Split data frame string column into multiple columns
Use stringr::str_split_fixed
library(stringr)
str_split_fixed(before$type, "_and_", 2)
Another option is to use the new tidyr package.
library(dplyr)
library(tidyr)
before <- data.frame(
attr = c(1, 30 ,4 ,6 ),
type = c('foo_and_bar', 'foo_and_bar_2')
)
before %>%
separate(type, c("foo", "bar"), "_and_")
## attr foo bar
## 1 1 foo bar
## 2 30 foo bar_2
## 3 4 foo bar
## 4 6 foo bar_2
5 years later adding the obligatory data.table
solution
library(data.table) ## v 1.9.6+
setDT(before)[, paste0("type", 1:2) := tstrsplit(type, "_and_")]
before
# attr type type1 type2
# 1: 1 foo_and_bar foo bar
# 2: 30 foo_and_bar_2 foo bar_2
# 3: 4 foo_and_bar foo bar
# 4: 6 foo_and_bar_2 foo bar_2
We could also both make sure that the resulting columns will have correct types and improve performance by adding type.convert
and fixed
arguments (since "_and_"
isn't really a regex)
setDT(before)[, paste0("type", 1:2) := tstrsplit(type, "_and_", type.convert = TRUE, fixed = TRUE)]
Yet another approach: use rbind
on out
:
before <- data.frame(attr = c(1,30,4,6), type=c('foo_and_bar','foo_and_bar_2'))
out <- strsplit(as.character(before$type),'_and_')
do.call(rbind, out)
[,1] [,2]
[1,] "foo" "bar"
[2,] "foo" "bar_2"
[3,] "foo" "bar"
[4,] "foo" "bar_2"
And to combine:
data.frame(before$attr, do.call(rbind, out))

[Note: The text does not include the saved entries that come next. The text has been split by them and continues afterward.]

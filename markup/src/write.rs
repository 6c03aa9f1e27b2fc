//! Markup writer: turns a [`MarkupTree`] back into markup text.

use crate::parse::is_void_element;
use crate::tree::{MarkupTree, NodeData, NodeId};

/// Serialize the whole document (children of the synthetic root).
pub fn serialize(tree: &MarkupTree) -> String {
    serialize_children(tree, tree.root())
}

/// Serialize the children of `id`, i.e. its inner markup.
pub fn serialize_children(tree: &MarkupTree, id: NodeId) -> String {
    let mut out = String::new();
    for &child in tree.children(id) {
        write_node(tree, child, &mut out);
    }
    out
}

/// Serialize a single node, subtree included.
pub fn serialize_node(tree: &MarkupTree, id: NodeId) -> String {
    let mut out = String::new();
    write_node(tree, id, &mut out);
    out
}

fn write_node(tree: &MarkupTree, id: NodeId, out: &mut String) {
    match tree.data(id) {
        NodeData::Text(text) => escape_text(text, out),
        NodeData::Element(el) => {
            out.push('<');
            out.push_str(el.name());
            for (key, value) in el.attrs() {
                out.push(' ');
                out.push_str(key);
                out.push_str("=\"");
                escape_attr(value, out);
                out.push('"');
            }
            out.push('>');
            if is_void_element(el.name()) {
                return;
            }
            for &child in tree.children(id) {
                write_node(tree, child, out);
            }
            out.push_str("</");
            out.push_str(el.name());
            out.push('>');
        },
    }
}

fn escape_text(text: &str, out: &mut String) {
    for ch in text.chars() {
        match ch {
            '&' => out.push_str("&amp;"),
            '<' => out.push_str("&lt;"),
            '>' => out.push_str("&gt;"),
            _ => out.push(ch),
        }
    }
}

fn escape_attr(value: &str, out: &mut String) {
    for ch in value.chars() {
        match ch {
            '&' => out.push_str("&amp;"),
            '<' => out.push_str("&lt;"),
            '>' => out.push_str("&gt;"),
            '"' => out.push_str("&quot;"),
            _ => out.push(ch),
        }
    }
}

Notice that sapply with "[" can be used to extract either the first or second items in those lists so:
before$type_1 <- sapply(strsplit(as.character(before$type),'_and_'), "[", 1)
before$type_2 <- sapply(strsplit(as.character(before$type),'_and_'), "[", 2)
before$type <- NULL
And here's a gsub method:
before$type_1 <- gsub("_and_.+$", "", before$type)
before$type_2 <- gsub("^.+_and_", "", before$type)
before$type <- NULL